Simulated data for DiD specifications

Author

Ville Voutilainen

This notebook describes my data simulation code for difference-in-differences specifications. See the did repo for updated notebooks and source code.

Notation

Assume we are measuring observations for individuals (e.g., firms) over time points $t = 0, 1, \cdots \bar{t}$. We may either have a) repeated observations for the same individuals (panel data) or b) new observations for (possibly) different individuals (repeated cross-section data). There are two distinguished groups of individuals ($j=C,T$), for example, from two different areas, with 300 ($i=0, \dots , N$) individuals in each group.

We imagine a one-off, unanticipated policy intervention (e.g., a government stimulus package) that affects some feature of interest (say, consumption on durables).
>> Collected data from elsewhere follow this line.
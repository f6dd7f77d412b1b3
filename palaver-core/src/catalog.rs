//! Agent catalog: identity matching, filtering, and navigation.
//!
//! The catalog endpoint hands over a [`ChatModelsResponse`] keyed by
//! provider id. This module selects from it: matching an entry against the
//! active [`ModelSelector`], narrowing and ordering the list for display,
//! and producing the navigation target that opens a conversation with an
//! entry.

use crate::model::{ModelSelector, CUSTOM_AGENT_PROVIDER, WORKFLOW_PROVIDER};
use chrono::{DateTime, Utc};
use serde::{Deserialize, Serialize};
use std::collections::BTreeMap;

/// Named view that hosts every agent conversation.
pub const AGENT_CHAT_ROUTE: &str = "agent-chat";

// ============================================
// Catalog entries
// ============================================

/// A catalog entry returned by the models endpoint.
///
/// Owned by the catalog response; never mutated here.
#[derive(Debug, Clone, Serialize, Deserialize)]
#[serde(rename_all = "camelCase")]
pub struct Agent {
    pub name: String,
    pub model: ModelSelector,
    pub updated_at: DateTime<Utc>,
    /// Display metadata the catalog owner attaches (icon, description, ...)
    #[serde(default)]
    pub metadata: serde_json::Value,
}

impl Agent {
    /// Whether this agent is the one a selector points at.
    ///
    /// Identity is branch-aware: selectors of different provider branches
    /// never match, even with coincidentally equal identifiers. Within a
    /// branch, workflows compare by workflow id, custom agents by agent
    /// id, and LLM entries by provider and model together.
    pub fn matches(&self, selector: &ModelSelector) -> bool {
        self.model == *selector
    }
}

/// One provider bucket in the catalog response.
#[derive(Debug, Clone, Default, Serialize, Deserialize)]
pub struct ProviderModels {
    #[serde(default)]
    pub models: Vec<Agent>,
}

/// Catalog response keyed by provider id.
///
/// Buckets iterate in a deterministic (sorted) order, so
/// [`ChatModelsResponse::first_agent`] is stable for a given response.
#[derive(Debug, Clone, Default, Serialize, Deserialize)]
pub struct ChatModelsResponse {
    #[serde(flatten)]
    pub buckets: BTreeMap<String, ProviderModels>,
}

impl ChatModelsResponse {
    /// The well-known empty response: the two reserved buckets present, no
    /// agents anywhere.
    pub fn empty() -> Self {
        Self::empty_with_providers::<&str>(&[])
    }

    /// Empty response carrying a bucket per known LLM provider alongside
    /// the two reserved buckets.
    pub fn empty_with_providers<S: AsRef<str>>(providers: &[S]) -> Self {
        let mut buckets = BTreeMap::new();
        buckets.insert(WORKFLOW_PROVIDER.to_string(), ProviderModels::default());
        buckets.insert(CUSTOM_AGENT_PROVIDER.to_string(), ProviderModels::default());
        for provider in providers {
            buckets.entry(provider.as_ref().to_string()).or_default();
        }
        Self { buckets }
    }

    /// First agent across all buckets in bucket order, or `None` when
    /// every bucket is empty.
    pub fn first_agent(&self) -> Option<&Agent> {
        self.buckets.values().flat_map(|bucket| bucket.models.iter()).next()
    }
}

// ============================================
// Filtering and sorting
// ============================================

/// Sort order for the filtered catalog.
#[derive(Debug, Clone, Copy, Default, PartialEq, Eq, Serialize, Deserialize)]
#[serde(rename_all = "camelCase")]
pub enum AgentSort {
    /// Newest first by `updated_at`.
    #[default]
    UpdatedAt,
}

/// Conjunction of catalog filters; empty fields match everything.
#[derive(Debug, Clone, Default, Serialize, Deserialize)]
#[serde(rename_all = "camelCase", default)]
pub struct AgentFilter {
    /// Case-insensitive substring match against the agent name.
    pub search: String,
    /// Exact provider id match. An empty string matches all providers, it
    /// is not an exact match against an empty provider.
    pub provider: String,
    pub sort: AgentSort,
}

/// Filter then sort a catalog slice, leaving the input untouched.
///
/// The sort is stable, so entries with equal timestamps keep their input
/// order.
pub fn filter_and_sort_agents(agents: &[Agent], filter: &AgentFilter) -> Vec<Agent> {
    let search = filter.search.to_lowercase();
    let mut out: Vec<Agent> = agents
        .iter()
        .filter(|agent| search.is_empty() || agent.name.to_lowercase().contains(&search))
        .filter(|agent| filter.provider.is_empty() || agent.model.provider_id() == filter.provider)
        .cloned()
        .collect();
    match filter.sort {
        AgentSort::UpdatedAt => out.sort_by(|a, b| b.updated_at.cmp(&a.updated_at)),
    }
    out
}

// ============================================
// Navigation
// ============================================

/// Query parameters an agent route carries, when any.
#[derive(Debug, Clone, PartialEq, Eq, Serialize)]
#[serde(untagged)]
pub enum RouteQuery {
    Workflow {
        #[serde(rename = "workflowId")]
        workflow_id: String,
    },
    CustomAgent {
        #[serde(rename = "agentId")]
        agent_id: String,
    },
}

/// Navigation target for opening a conversation with a selector.
#[derive(Debug, Clone, PartialEq, Eq, Serialize)]
pub struct AgentRoute {
    pub name: &'static str,
    #[serde(skip_serializing_if = "Option::is_none")]
    pub query: Option<RouteQuery>,
}

/// Route for a selector.
///
/// All three branches land on the same named view; workflow and
/// custom-agent selectors carry their identifier as a query parameter,
/// LLM selectors carry none.
pub fn agent_route(selector: &ModelSelector) -> AgentRoute {
    let query = match selector {
        ModelSelector::Workflow { workflow_id } => Some(RouteQuery::Workflow {
            workflow_id: workflow_id.clone(),
        }),
        ModelSelector::CustomAgent { agent_id } => Some(RouteQuery::CustomAgent {
            agent_id: agent_id.clone(),
        }),
        ModelSelector::Llm { .. } => None,
    };
    AgentRoute {
        name: AGENT_CHAT_ROUTE,
        query,
    }
}
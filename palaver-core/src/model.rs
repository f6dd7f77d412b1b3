//! Model identity and its codecs.
//!
//! A conversation is always addressed at exactly one backing target: an
//! automation workflow, a user-defined agent, or a raw LLM provider/model
//! pair. [`ModelSelector`] keeps that three-way split as a tagged enum, so
//! "exactly one identifier is meaningful" holds by construction. Two other
//! representations exist at the host boundary:
//!
//! - [`FlatModel`]: a fixed-shape record with all four fields always
//!   present, used wherever storage or equality needs a stable shape.
//!   Selectors serialize as their flat record.
//! - The model token: a single `provider::identifier` string used in URLs
//!   and storage keys, rendered by [`ModelSelector::to_token`] and read
//!   back by [`ModelSelector::from_token`].

use crate::error::Error;
use serde::{Deserialize, Serialize};

/// Provider id reserved for workflow-backed conversations.
pub const WORKFLOW_PROVIDER: &str = "n8n";

/// Provider id reserved for custom agents.
pub const CUSTOM_AGENT_PROVIDER: &str = "custom-agent";

/// Separator between the provider and identifier segments of a token.
const TOKEN_SEPARATOR: &str = "::";

// ============================================
// Model Selector
// ============================================

/// What a conversation talks to.
///
/// The provider id alone decides which identifier is meaningful: the two
/// reserved ids map to the workflow and custom-agent branches, any other
/// id is an LLM provider.
#[derive(Debug, Clone, PartialEq, Eq, Serialize, Deserialize)]
#[serde(into = "FlatModel", try_from = "FlatModel")]
pub enum ModelSelector {
    /// A workflow-backed agent.
    Workflow { workflow_id: String },
    /// A user-defined agent.
    CustomAgent { agent_id: String },
    /// A raw provider/model pair.
    Llm { provider: String, model: String },
}

impl ModelSelector {
    /// The provider id for this selector's branch.
    pub fn provider_id(&self) -> &str {
        match self {
            ModelSelector::Workflow { .. } => WORKFLOW_PROVIDER,
            ModelSelector::CustomAgent { .. } => CUSTOM_AGENT_PROVIDER,
            ModelSelector::Llm { provider, .. } => provider,
        }
    }

    /// The display model string. Present only for the LLM branch; workflow
    /// and custom-agent selectors have no model string.
    pub fn model_name(&self) -> Option<&str> {
        match self {
            ModelSelector::Llm { model, .. } => Some(model),
            _ => None,
        }
    }

    /// The identifier segment that goes into the token for this branch.
    fn identifier(&self) -> &str {
        match self {
            ModelSelector::Workflow { workflow_id } => workflow_id,
            ModelSelector::CustomAgent { agent_id } => agent_id,
            ModelSelector::Llm { model, .. } => model,
        }
    }

    /// Render the `provider::identifier` token.
    pub fn to_token(&self) -> String {
        format!("{}{}{}", self.provider_id(), TOKEN_SEPARATOR, self.identifier())
    }

    /// Parse a `provider::identifier` token.
    ///
    /// Splits on the first `::`, so identifiers may themselves contain the
    /// separator. The two reserved provider ids map to their branches; any
    /// other provider segment is accepted as an LLM provider id without an
    /// allow-list check. Tokens with no separator, or with an empty
    /// provider or identifier segment, yield `None`.
    pub fn from_token(token: &str) -> Option<Self> {
        let Some((provider, identifier)) = token.split_once(TOKEN_SEPARATOR) else {
            tracing::debug!(token, "model token has no separator");
            return None;
        };
        if provider.is_empty() || identifier.is_empty() {
            tracing::debug!(token, "model token has an empty segment");
            return None;
        }
        Some(match provider {
            WORKFLOW_PROVIDER => ModelSelector::Workflow {
                workflow_id: identifier.to_string(),
            },
            CUSTOM_AGENT_PROVIDER => ModelSelector::CustomAgent {
                agent_id: identifier.to_string(),
            },
            _ => ModelSelector::Llm {
                provider: provider.to_string(),
                model: identifier.to_string(),
            },
        })
    }

    /// The flat storage record for this selector.
    pub fn to_flat(&self) -> FlatModel {
        self.clone().into()
    }
}

impl std::fmt::Display for ModelSelector {
    fn fmt(&self, f: &mut std::fmt::Formatter<'_>) -> std::fmt::Result {
        f.write_str(&self.to_token())
    }
}

impl std::str::FromStr for ModelSelector {
    type Err = Error;

    fn from_str(s: &str) -> Result<Self, Self::Err> {
        Self::from_token(s).ok_or_else(|| Error::InvalidModelToken(s.to_string()))
    }
}

// ============================================
// Flat Model Record
// ============================================

/// Storage-normalized model record.
///
/// All four fields are always present on the wire; for a record produced
/// from a selector, exactly the identifier matching the provider's branch
/// is set and the rest are null.
#[derive(Debug, Clone, Default, PartialEq, Eq, Serialize, Deserialize)]
#[serde(rename_all = "camelCase", default)]
pub struct FlatModel {
    pub provider: Option<String>,
    pub model: Option<String>,
    pub workflow_id: Option<String>,
    pub agent_id: Option<String>,
}

impl FlatModel {
    /// Rebuild the selector this record describes.
    ///
    /// Stored records can be partial or stale, so malformed input is
    /// tolerated rather than rejected with an error: a missing provider,
    /// or a missing/empty identifier for the provider's branch, yields
    /// `None`.
    pub fn to_selector(&self) -> Option<ModelSelector> {
        let provider = self.provider.as_deref()?;
        let selector = match provider {
            WORKFLOW_PROVIDER => non_empty(self.workflow_id.as_deref()).map(|id| {
                ModelSelector::Workflow {
                    workflow_id: id.to_string(),
                }
            }),
            CUSTOM_AGENT_PROVIDER => non_empty(self.agent_id.as_deref()).map(|id| {
                ModelSelector::CustomAgent {
                    agent_id: id.to_string(),
                }
            }),
            _ => non_empty(self.model.as_deref()).map(|model| ModelSelector::Llm {
                provider: provider.to_string(),
                model: model.to_string(),
            }),
        };
        if selector.is_none() {
            tracing::debug!(provider, "model record missing the identifier its provider requires");
        }
        selector
    }
}

fn non_empty(s: Option<&str>) -> Option<&str> {
    s.filter(|s| !s.is_empty())
}

impl From<ModelSelector> for FlatModel {
    fn from(selector: ModelSelector) -> Self {
        match selector {
            ModelSelector::Workflow { workflow_id } => FlatModel {
                provider: Some(WORKFLOW_PROVIDER.to_string()),
                workflow_id: Some(workflow_id),
                ..Default::default()
            },
            ModelSelector::CustomAgent { agent_id } => FlatModel {
                provider: Some(CUSTOM_AGENT_PROVIDER.to_string()),
                agent_id: Some(agent_id),
                ..Default::default()
            },
            ModelSelector::Llm { provider, model } => FlatModel {
                provider: Some(provider),
                model: Some(model),
                ..Default::default()
            },
        }
    }
}

impl TryFrom<FlatModel> for ModelSelector {
    type Error = Error;

    fn try_from(record: FlatModel) -> Result<Self, Self::Error> {
        record.to_selector().ok_or(Error::IncompleteModelRecord {
            provider: record.provider,
        })
    }
}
Theoretically speaking, the treatment could apply to all individuals, but we assume an intervention that is applied only to individuals in group $j=T$, and leaves individuals in $j=C$ unaffected. The intervention takes place between time points $g$ and $g+1$, where $0 < g < \bar{t}$—or, alternatively thought, takes place during period $(g, g+1]$. We are interested in the treatment effect of the intervention on the feature of interest.

Let $Y_{ijt}$ denote the feature of interest (or “outcome”) for individual $i$ from group $j$ at time $t$. That is, we let the feature of interest be dependent on i) individual idiosyncrasies, ii) treatment group $j$, and iii) time $t$. Further, let $D_{ijt}=\{0,1\}$ denote the treatment status (untreated, treated) and $Y_{ijt}^d$ the potential outcome at time $t$ under treatment status $D_{ijt}=d$.

Data generating process

We follow Zeldow & Hatfield (2021) (eq. 4) and propose a similar (but not quite equal) data-generating process (DGP) for the untreated potential outcomes of individuals:

\[ \begin{equation*} Y_{ijt}^0 = \gamma_j + \xi_t + \lambda_t X_{ijt} + \epsilon_{it} \end{equation*} \]

where

$\gamma_j$ is a constant, group-specific, time-invariant effect;
$\xi_t$ is a time-specific effect (affecting all individuals/groups in the same way). In the code, it can be specified as a lambda function with $t$ as an argument;
$\lambda_t X_{ijt}$ is an individual-group-time specific effect. $\lambda_t$ denotes the time-varying effect of $X_{ijt}$ (notice that $\lambda_t$ is not allowed to vary across groups $j$). We allow for the following specifications:
- (X1): Time-invariant covariate, time-invariant covariate effect: $\lambda_t X_{ijt} = X_{ij} \sim N(\mu_j, \sigma_j^2)$ for all $t$. That is, the term affects the outcome in individual-and-group specific (time-invariant) way. Notice that the covariate is a confounder in cross-section dimension only if $\mu_C \neq \mu_T$. If $\mu_C = \mu_T$, then (average) overlap of $X_{ij}$ between groups is the same and we have that the term affects the outcome in individual specific (treatment-and-time-invariant) way only (if variances differ between groups, it might affect efficiency, however).
- (X5a): Time-variant covariate (divergent evolution), time-invariant covariate effect: $t X{ijt} = X_{ij} + _j t $ where $X_{ij} \sim N(\mu_j, \sigma_j^2)$. The covariates between groups $j$ have a divergent evolution as long as $\alpha_T \neq \alpha_C$. Covariate may or may not be a confounder in cross-section (depending on whether $\mu_C = \mu_T$ or not), but this does not matter. The main point is that the evolution of the covariate between groups differs.
- Rest from Appendix D of Zeldow & Hatfield (2021) to be filled;
$\epsilon_{it}$ denote individual-and-time-specific idiosyncrasies, modelled as $\epsilon_{it} \sim N(0, \sigma^2_e)$.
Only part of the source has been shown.